*Dataset excerpts*.

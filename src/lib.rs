//! # iotlink - connection core for home-automation devices
//!
//! A `no_std` runtime core that keeps a microcontroller attached to its
//! network and to a publish/subscribe broker, and keeps a fixed set of named
//! entities in sync with a remote supervisor such as a home-automation hub.
//!
//! ## Features
//!
//! ### Connection management
//! - **Network guard**: non-blocking attach with exponential backoff and jitter,
//!   periodic driver reset and scan diagnostics
//! - **Session guard**: non-blocking broker session with the same backoff policy
//! - **Orchestrator**: explicit state machine from attach to discovery,
//!   subscription, retained-message flush and readiness
//!
//! ### Entities
//! - Typed, topic-addressed state cells with change detection
//! - Persistence of controllable values across reboots
//! - Canonical numeric formatting driven by a resolution string
//!
//! ### Support
//! - Parameter lookup and boot-time provisioning decision
//! - Long-press provisioning trigger
//! - Suspend and resume for exclusive collaborators such as firmware upload
//!
//! ## Usage
//!
//! ```rust,no_run
//! use iotlink::config::{CoreConfig, NetConfig, StaticParameters};
//! use iotlink::entity::{EntityDescriptor, Kind, Registry};
//! use iotlink::runtime::{Peripherals, Runtime};
//! use iotlink::storage::MemoryStore;
//! # use iotlink::network::{AccessPoint, LinkStatus, NetworkInterface, MAX_SCAN};
//! # use iotlink::session::{BrokerSession, Credentials, InboundMessage, QoS, SessionOptions};
//! # use iotlink::system::Platform;
//! # struct Wifi;
//! # impl NetworkInterface for Wifi {
//! #     type Error = ();
//! #     fn status(&mut self) -> LinkStatus { LinkStatus::Connected }
//! #     fn scan(&mut self) -> Result<heapless::Vec<AccessPoint, MAX_SCAN>, ()> { Ok(heapless::Vec::new()) }
//! #     fn reset(&mut self, _h: &str) -> Result<(), ()> { Ok(()) }
//! #     fn begin(&mut self, _s: &str, _p: &str) -> Result<(), ()> { Ok(()) }
//! # }
//! # struct Mqtt;
//! # impl BrokerSession for Mqtt {
//! #     type Error = ();
//! #     fn configure(&mut self, _o: &SessionOptions<'_>) -> Result<(), ()> { Ok(()) }
//! #     fn is_connected(&mut self) -> bool { true }
//! #     fn connect(&mut self, _c: &Credentials<'_>) -> Result<(), ()> { Ok(()) }
//! #     fn disconnect(&mut self) -> Result<(), ()> { Ok(()) }
//! #     fn publish(&mut self, _t: &str, _p: &[u8], _q: QoS, _r: bool) -> Result<(), ()> { Ok(()) }
//! #     fn subscribe(&mut self, _t: &str, _q: QoS) -> Result<(), ()> { Ok(()) }
//! #     fn poll(&mut self) -> Result<Option<InboundMessage>, ()> { Ok(None) }
//! # }
//! # struct Board;
//! # impl Platform for Board {
//! #     fn now_ms(&self) -> u64 { 0 }
//! #     fn reboot(&mut self) {}
//! # }
//! # struct Rng;
//! # impl rand_core::RngCore for Rng {
//! #     fn next_u32(&mut self) -> u32 { 7 }
//! #     fn next_u64(&mut self) -> u64 { 7 }
//! #     fn fill_bytes(&mut self, d: &mut [u8]) { d.fill(7) }
//! #     fn try_fill_bytes(&mut self, d: &mut [u8]) -> Result<(), rand_core::Error> { d.fill(7); Ok(()) }
//! # }
//!
//! static ENTITIES: [EntityDescriptor<'static>; 2] = [
//!     EntityDescriptor::new("Relay", Kind::Control)
//!         .topics("virgo/relay/state", "virgo/relay/set")
//!         .default_value("OFF"),
//!     EntityDescriptor::new("Supervisor", Kind::Internal)
//!         .topics("", "homeassistant/status")
//!         .default_value("offline"),
//! ];
//!
//! let params = StaticParameters::new(
//!     &[("wifi_ssid", "home"), ("device_id", "virgo-01"), ("mqtt_ip", "10.0.0.2")],
//!     &["wifi_ssid", "device_id", "mqtt_ip"],
//! );
//!
//! let mut core = Runtime::new(
//!     Registry::from_table(&ENTITIES).unwrap(),
//!     NetConfig::load(&params).unwrap(),
//!     CoreConfig::default(),
//!     Peripherals {
//!         network: Wifi,
//!         session: Mqtt,
//!         store: MemoryStore::<16>::new(),
//!         platform: Board,
//!         rng: Rng,
//!     },
//! )
//! .with_discovery(r#"{"device":{"name":"Virgo"},"cmps":{"relay":{"p":"switch"}}}"#);
//!
//! core.init();
//! loop {
//!     core.tick();
//!     if core.became_ready() {
//!         core.publish_all();
//!         core.confirm_ready();
//!     }
//!     if core.on_change("Relay") {
//!         // drive the relay output
//!     }
//! }
//! ```
//!
//! ## Platform Support
//!
//! The crate only needs `core`. Hardware access goes through small traits:
//! [`network::NetworkInterface`], [`session::BrokerSession`],
//! [`storage::KeyValueStore`], [`config::ParameterStore`] and
//! [`system::Platform`].
//!
//! ## Optional Features
//!
//! - `std`: Enable standard library support (default: disabled)
//! - `defmt`: `defmt::Format` implementations for public error and state types

#![cfg_attr(not(feature = "std"), no_std)]
#![warn(missing_docs)]
#![warn(missing_debug_implementations)]

mod error;

pub use error::Error;

/// Configuration: device parameters and core tuning.
pub mod config;

/// Discovery payload validation and topic.
pub mod discovery;

/// Entity descriptors, bridges and the registry.
///
/// An entity is one named value shared with the supervisor. This module
/// handles its text form, persistence and change detection.
pub mod entity;

/// Routing of inbound messages and gating of outbound ones.
pub mod mediator;

/// Link-layer attachment: driver contract and the network guard.
pub mod network;

/// Communication state machine and readiness signals.
pub mod orchestrator;

/// The polling core tying everything together.
pub mod runtime;

/// Broker session contract and the session guard.
pub mod session;

/// Key-value persistence for entity state.
pub mod storage;

/// Platform services and the provisioning trigger.
pub mod system;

*ACTIVITY*. All lines in the data that contain the word "bool" should be copied.

*OUTPUT*.
//! #     fn is_connected(&mut self) -> bool { true }
//! #     fn publish(&mut self, _t: &str, _p: &[u8], _q: QoS, _r: bool) -> Result<(), ()> { Ok(()) }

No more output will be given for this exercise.